By Neil Smith Entertainment reporter, BBC News |

 Redacted focuses on a group of US soldiers accused of rape in Iraq |
Movies about the Iraq war and the "war on terror" feature prominently in this year's London Film Festival line-up. Nick Broomfield's Battle for Haditha and Brian De Palma's Redacted both deal with reported real-life atrocities involving US marines in Iraq.
Tom Cruise stars in Lions for Lambs, about the Afghanistan conflict, and is due to attend the film's screening.
Meryl Streep, Sean Penn and Halle Berry are among the other stars expected at the event, which starts on 17 October.
Ang Lee's Lust, Caution, which recently won the Golden Lion at Venice, will be screened, as will the film that won the top prize at this year's Cannes Film Festival - 4 Months, 3 Weeks, 2 Days.
As previously announced, the festival will open with David Cronenberg's London-set thriller Eastern Promises.
It will close two weeks later with Wes Anderson's India-set comedy The Darjeeling Limited.
Celebrity guests
But following the decision to postpone its UK release, child abduction drama Gone Baby Gone has been withdrawn from the event.
 Meryl Streep and Tom Cruise are both expected to attend |
Other celebrity guests will include US actors Laura Linney and Steve Buscemi, British director Paul Greengrass and cult filmmaker David Lynch. In a line-up containing more than 180 features, Lions for Lambs, directed by Robert Redford, stands out for its story of two university students caught up in the conflict in Afghanistan.

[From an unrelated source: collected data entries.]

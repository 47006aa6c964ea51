//! MIR validation pass.
//!
//! Checks lowered functions for well-formedness before handing the module
//! to the code generator, so malformed MIR fails here with a clear
//! diagnostic instead of producing cryptic backend errors.

use std::collections::HashSet;

use crate::diagnostics::{Diagnostic, ErrorCode};
use crate::mir::types::{Function, Module};

/// Results from MIR validation.
pub struct ValidationResults {
    /// Fatal problems that would make the code generator fail or produce
    /// wrong code.
    pub errors: Vec<Diagnostic>,
    /// Non-fatal oddities, e.g. an unreferenced merge block left behind by
    /// control flow where every path returned.
    pub warnings: Vec<Diagnostic>,
}

impl ValidationResults {
    pub fn is_ok(&self) -> bool {
        self.errors.is_empty()
    }
}

/// Validate every function of a module.
pub fn validate_module(module: &Module) -> ValidationResults {
    let mut errors = Vec::new();
    let mut warnings = Vec::new();
    for function in &module.functions {
        validate_function(function, &mut errors, &mut warnings);
    }
    ValidationResults { errors, warnings }
}

fn validate_function(func: &Function, errors: &mut Vec<Diagnostic>, warnings: &mut Vec<Diagnostic>) {
    // Functions without blocks are external declarations.
    if func.blocks.is_empty() {
        return;
    }

    let block_names: HashSet<&str> = func.blocks.iter().map(|b| b.name.as_str()).collect();

    // Check 1: every block ends in exactly one terminator, and nothing
    // follows a terminator.
    for block in &func.blocks {
        if !block.has_terminator() {
            errors.push(
                Diagnostic::error(format!(
                    "function '{}': block '{}' does not end in a terminator",
                    func.name, block.name
                ))
                .with_code(ErrorCode::MalformedMir),
            );
        }
        for inst in block.instructions.iter().rev().skip(1) {
            if inst.is_terminator() {
                errors.push(
                    Diagnostic::error(format!(
                        "function '{}': block '{}' has a terminator before its last instruction",
                        func.name, block.name
                    ))
                    .with_code(ErrorCode::MalformedMir),
                );
            }
        }
    }

    // Check 2: branch targets name existing blocks.
    for block in &func.blocks {
        for inst in &block.instructions {
            for target in inst.branch_targets() {
                if !block_names.contains(target) {
                    errors.push(
                        Diagnostic::error(format!(
                            "function '{}': block '{}' branches to unknown block '{}'",
                            func.name, block.name, target
                        ))
                        .with_code(ErrorCode::MalformedMir),
                    );
                }
            }
        }
    }

    // Check 3: destination and parameter names are unique.
    let mut defined: HashSet<String> = HashSet::new();
    for (name, _) in &func.params {
        if !defined.insert(format!("%{name}")) {
            errors.push(
                Diagnostic::error(format!(
                    "function '{}': duplicate parameter name '{}'",
                    func.name, name
                ))
                .with_code(ErrorCode::MalformedMir),
            );
        }
    }
    for inst in func.instructions() {
        if let Some(dest) = inst.dest() {
            if !defined.insert(dest.to_string()) {
                errors.push(
                    Diagnostic::error(format!(
                        "function '{}': duplicate destination '{}'",
                        func.name, dest
                    ))
                    .with_code(ErrorCode::MalformedMir),
                );
            }
        }
    }

    // Check 4: operands are a parameter or produced earlier in layout
    // order.
    let mut seen: HashSet<String> = func
        .params
        .iter()
        .map(|(name, _)| format!("%{name}"))
        .collect();
    for block in &func.blocks {
        for inst in &block.instructions {
            for operand in inst.operands() {
                if operand.is_empty() {
                    continue;
                }
                if !seen.contains(operand) {
                    errors.push(
                        Diagnostic::error(format!(
                            "function '{}': block '{}' uses '{}' before it is defined",
                            func.name, block.name, operand
                        ))
                        .with_code(ErrorCode::MalformedMir),
                    );
                }
            }
            if let Some(dest) = inst.dest() {
                seen.insert(dest.to_string());
            }
        }
    }

    // Check 5: no unsubstituted type parameter survives into a carried
    // type; monomorphization must have replaced them all before lowering.
    for (name, ty) in &func.params {
        if ty.contains_param() {
            errors.push(
                Diagnostic::error(format!(
                    "function '{}': parameter '{}' has unsubstituted type \
                     parameter in {}; monomorphization incomplete",
                    func.name, name, ty
                ))
                .with_code(ErrorCode::MalformedMir),
            );
        }
    }
    if func.return_type.contains_param() {
        errors.push(
            Diagnostic::error(format!(
                "function '{}': return type {} has an unsubstituted type \
                 parameter; monomorphization incomplete",
                func.name, func.return_type
            ))
            .with_code(ErrorCode::MalformedMir),
        );
    }
    for block in &func.blocks {
        for inst in &block.instructions {
            if let Some(ty) = inst.carried_type() {
                if ty.contains_param() {
                    errors.push(
                        Diagnostic::error(format!(
                            "function '{}': block '{}' carries unsubstituted \
                             type parameter in {}; monomorphization incomplete",
                            func.name, block.name, ty
                        ))
                        .with_code(ErrorCode::MalformedMir),
                    );
                }
            }
        }
    }

    // Check 6: every non-entry block is referenced by some branch. Control
    // flow where every path returned can leave an untargeted merge block
    // behind; that is worth a warning, not an error.
    let mut referenced: HashSet<&str> = HashSet::new();
    for inst in func.instructions() {
        for target in inst.branch_targets() {
            referenced.insert(target);
        }
    }
    for block in func.blocks.iter().skip(1) {
        if !referenced.contains(block.name.as_str()) {
            warnings.push(Diagnostic::warning(format!(
                "function '{}': block '{}' is not referenced by any branch",
                func.name, block.name
            )));
        }
    }
}

#[cfg(test)]
mod tests {
    use super::*;
    use crate::lexer::TokenKind;
    use crate::mir::types::{BasicBlock, Inst};
    use crate::types::Type;

    fn simple_function() -> Function {
        let mut func = Function::new("f", Type::i32());
        func.params.push(("x".to_string(), Type::i32()));
        let mut entry = BasicBlock::new("entry.0");
        entry.push(Inst::Alloca {
            dest: "%x.addr".into(),
            ty: Type::i32(),
        });
        entry.push(Inst::Store {
            src: "%x".into(),
            dest: "%x.addr".into(),
        });
        entry.push(Inst::Load {
            dest: "%t0".into(),
            src: "%x.addr".into(),
        });
        entry.push(Inst::Ret {
            value: Some("%t0".into()),
        });
        func.blocks.push(entry);
        func
    }

    #[test]
    fn well_formed_function_passes() {
        let mut module = Module::new();
        module.push(simple_function());
        let results = validate_module(&module);
        assert!(results.is_ok(), "unexpected errors: {:?}", results.errors);
        assert!(results.warnings.is_empty());
    }

    #[test]
    fn missing_terminator_is_an_error() {
        let mut func = simple_function();
        func.blocks[0].instructions.pop();
        let mut module = Module::new();
        module.push(func);
        let results = validate_module(&module);
        assert!(!results.is_ok());
    }

    #[test]
    fn duplicate_destination_is_an_error() {
        let mut func = simple_function();
        func.blocks[0].instructions.insert(
            3,
            Inst::Load {
                dest: "%t0".into(),
                src: "%x.addr".into(),
            },
        );
        let mut module = Module::new();
        module.push(func);
        let results = validate_module(&module);
        assert!(!results.is_ok());
    }

    #[test]
    fn undefined_operand_is_an_error() {
        let mut func = simple_function();
        func.blocks[0].instructions.insert(
            2,
            Inst::BinOp {
                dest: "%t9".into(),
                left: "%missing".into(),
                right: "%x".into(),
                op: TokenKind::Plus,
            },
        );
        let mut module = Module::new();
        module.push(func);
        let results = validate_module(&module);
        assert!(!results.is_ok());
    }

    #[test]
    fn unknown_branch_target_is_an_error() {
        let mut func = simple_function();
        func.blocks[0].instructions.pop();
        func.blocks[0].push(Inst::Br {
            target: "nowhere.9".into(),
        });
        let mut module = Module::new();
        module.push(func);
        let results = validate_module(&module);
        assert!(!results.is_ok());
    }

    #[test]
    fn leaked_type_parameters_are_errors() {
        let mut func = simple_function();
        func.blocks[0].instructions.insert(
            0,
            Inst::Alloca {
                dest: "%leak".into(),
                ty: Type::param("T"),
            },
        );
        let mut module = Module::new();
        module.push(func);
        let results = validate_module(&module);
        assert!(!results.is_ok());
        assert!(results
            .errors
            .iter()
            .any(|e| e.to_string().contains("monomorphization incomplete")));
    }

    #[test]
    fn extern_declarations_are_skipped() {
        let mut module = Module::new();
        let mut func = Function::new("printf", Type::i32());
        func.is_variadic = true;
        module.push(func);
        assert!(validate_module(&module).is_ok());
    }
}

Cruise, Streep and Redford himself head the cast of the film, scheduled for UK release on 9 November.
De Palma's drama Redacted focuses on a group of soldiers stationed in Iraq who are accused of rape, while Broomfield's Battle for Haditha dramatises an alleged massacre of Iraqi civilians.
'Politically engaged'
Grace is Gone, meanwhile, tells of a widower, played by John Cusack, who is unable to tell his daughters their mother, a US soldier, has been killed in Iraq.
 Nick Broomfield's film features a number of ex-Marines |
The festival's artistic director Sandra Hebron admitted the conflicts in Iraq and Afghanistan provided a recurring theme this year. "It's certainly clear this is something filmmakers are wrestling with," she told the BBC News website.
"There's a long history of films that are socially or politically engaged. This year we're seeing a particular manifestation of that."
Hebron also tipped several of the films to figure highly in next year's awards season.
"The timing of the festival is very sympathetic to film companies and filmmakers hoping to have a presence in the awards window," she said.
Oscar contenders
The potential Oscar contenders on display include Bob Dylan biopic I'm Not There and Brad Pitt western The Assassination of Jesse James By The Coward Robert Ford.
 Jerry Seinfeld voices Barry Benson, the insect hero of Bee Movie |
Cate Blanchett was named best actress at Venice for her role in I'm Not There, while Pitt won best actor. Both their films will receive gala premieres in London, as will Michael Moore's controversial healthcare documentary Sicko and animated feature Bee Movie.
Ms Hebron said she was particularly pleased the event would open with Eastern Promises, "a film about contemporary London", which she called "a gift for the festival".
She said the film - a thriller about Russian criminals in the capital - was evidence of "a marked increase is the number of filmmakers making films away from their own countries".
Cinema, she told the BBC News website, was "an increasingly global phenomenon".
"If film is about helping us explore our lives and other people's, surely it must be appealing to investigate that away from home," she said.